> _Activity_: Go through the entries below and return every line that contains "Result".

┄┄┄┄┄┄

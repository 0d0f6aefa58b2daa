//! Forecast viewer HTTP server.

use std::net::SocketAddr;
use std::path::PathBuf;
use std::sync::Arc;
use std::time::Duration;

use anyhow::Result;
use clap::Parser;
use tracing::{info, Level};
use tracing_subscriber::FmtSubscriber;

use dataset_gateway::{NomadsConfig, DEFAULT_BASE_URL};
use forecast_common::Region;
use forecast_viewer::config::{parse_image_size, ViewerConfig};
use forecast_viewer::router;
use forecast_viewer::state::AppState;

#[derive(Parser, Debug)]
#[command(name = "forecast-viewer")]
#[command(about = "GFS regional forecast map viewer")]
struct Args {
    /// Listen address
    #[arg(short, long, env = "LISTEN_ADDR", default_value = "0.0.0.0:8080")]
    listen: String,

    /// Log level
    #[arg(long, env = "LOG_LEVEL", default_value = "info")]
    log_level: String,

    /// NOMADS GrADS-DODS base URL for the hourly 0.25° GFS product
    #[arg(long, env = "NOMADS_BASE_URL", default_value = DEFAULT_BASE_URL)]
    nomads_url: String,

    /// HTTP timeout for NOMADS requests, in seconds
    #[arg(long, env = "NOMADS_TIMEOUT_SECS", default_value_t = 120)]
    timeout_secs: u64,

    /// Preselect the run date this many days before today (UTC)
    #[arg(long, env = "DATE_OFFSET_DAYS", default_value_t = 0)]
    date_offset_days: i64,

    /// Region preselected in the form
    #[arg(long, env = "DEFAULT_REGION", default_value = "sabu-raijua")]
    default_region: String,

    /// Output image size, WIDTHxHEIGHT
    #[arg(long, env = "IMAGE_SIZE", default_value = "800x600", value_parser = parse_image_size)]
    image_size: (u32, u32),

    /// TrueType font for titles and labels [default: embedded DejaVu Sans]
    #[arg(long, env = "FONT_PATH")]
    font: Option<PathBuf>,

    /// GeoJSON file with land polygons and border lines [default: bundled regional map]
    #[arg(long, env = "BASEMAP_PATH")]
    basemap: Option<PathBuf>,
}

impl Args {
    fn into_config(self) -> Result<ViewerConfig> {
        Region::builtin(&self.default_region)?;
        Ok(ViewerConfig {
            nomads: NomadsConfig {
                base_url: self.nomads_url,
                request_timeout: Duration::from_secs(self.timeout_secs),
            },
            date_offset_days: self.date_offset_days,
            default_region: self.default_region,
            image_size: self.image_size,
            font_path: self.font,
            basemap_path: self.basemap,
        })
    }
}

#[tokio::main]
async fn main() -> Result<()> {
    // Load environment variables from .env file
    dotenvy::dotenv().ok();

    let args = Args::parse();

    let level = match args.log_level.to_lowercase().as_str() {
        "trace" => Level::TRACE,
        "debug" => Level::DEBUG,
        "warn" => Level::WARN,
        "error" => Level::ERROR,
        _ => Level::INFO,
    };

    let subscriber = FmtSubscriber::builder()
        .with_max_level(level)
        .json()
        .finish();

    tracing::subscriber::set_global_default(subscriber)?;

    let prometheus_handle = metrics_exporter_prometheus::PrometheusBuilder::new()
        .install_recorder()?;

    info!("Prometheus metrics exporter initialized");

    let addr: SocketAddr = args.listen.parse()?;
    let config = args.into_config()?;
    info!(
        nomads = %config.nomads.base_url,
        region = %config.default_region,
        width = config.image_size.0,
        height = config.image_size.1,
        "Starting forecast viewer"
    );

    let state = Arc::new(AppState::new(config)?);
    let app = router(state, prometheus_handle);

    info!(address = %addr, "Listening");
    let listener = tokio::net::TcpListener::bind(addr).await?;
    axum::serve(listener, app).await?;

    Ok(())
}
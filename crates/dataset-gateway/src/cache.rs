//! Per-session memoization of opened datasets.

use std::collections::HashMap;
use std::sync::Arc;

use forecast_common::ForecastRun;

use crate::source::GriddedSource;

/// Datasets keyed by run. Entries are never evicted: a session only ever
/// touches a handful of runs, and a handle holds coordinates only.
#[derive(Default)]
pub struct DatasetCache {
    entries: HashMap<ForecastRun, Arc<dyn GriddedSource>>,
    hits: u64,
    misses: u64,
}

/// Snapshot of cache counters.
#[derive(Debug, Clone, Copy, PartialEq, Eq)]
pub struct CacheStats {
    pub entries: usize,
    pub hits: u64,
    pub misses: u64,
}

impl DatasetCache {
    pub fn new() -> Self {
        Self::default()
    }

    /// Look up a run, counting the hit or miss.
    pub fn get(&mut self, run: &ForecastRun) -> Option<Arc<dyn GriddedSource>> {
        match self.entries.get(run) {
            Some(dataset) => {
                self.hits += 1;
                metrics::counter!("dataset_cache_hits_total").increment(1);
                Some(Arc::clone(dataset))
            }
            None => {
                self.misses += 1;
                metrics::counter!("dataset_cache_misses_total").increment(1);
                None
            }
        }
    }

    pub fn insert(&mut self, run: ForecastRun, dataset: Arc<dyn GriddedSource>) {
        self.entries.insert(run, dataset);
    }

    pub fn contains(&self, run: &ForecastRun) -> bool {
        self.entries.contains_key(run)
    }

    pub fn len(&self) -> usize {
        self.entries.len()
    }

    pub fn is_empty(&self) -> bool {
        self.entries.is_empty()
    }

    pub fn stats(&self) -> CacheStats {
        CacheStats {
            entries: self.entries.len(),
            hits: self.hits,
            misses: self.misses,
        }
    }
}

┄┄┄┄┄┄

> _Response_:
use anyhow::Result;
    fn into_config(self) -> Result<ViewerConfig> {
async fn main() -> Result<()> {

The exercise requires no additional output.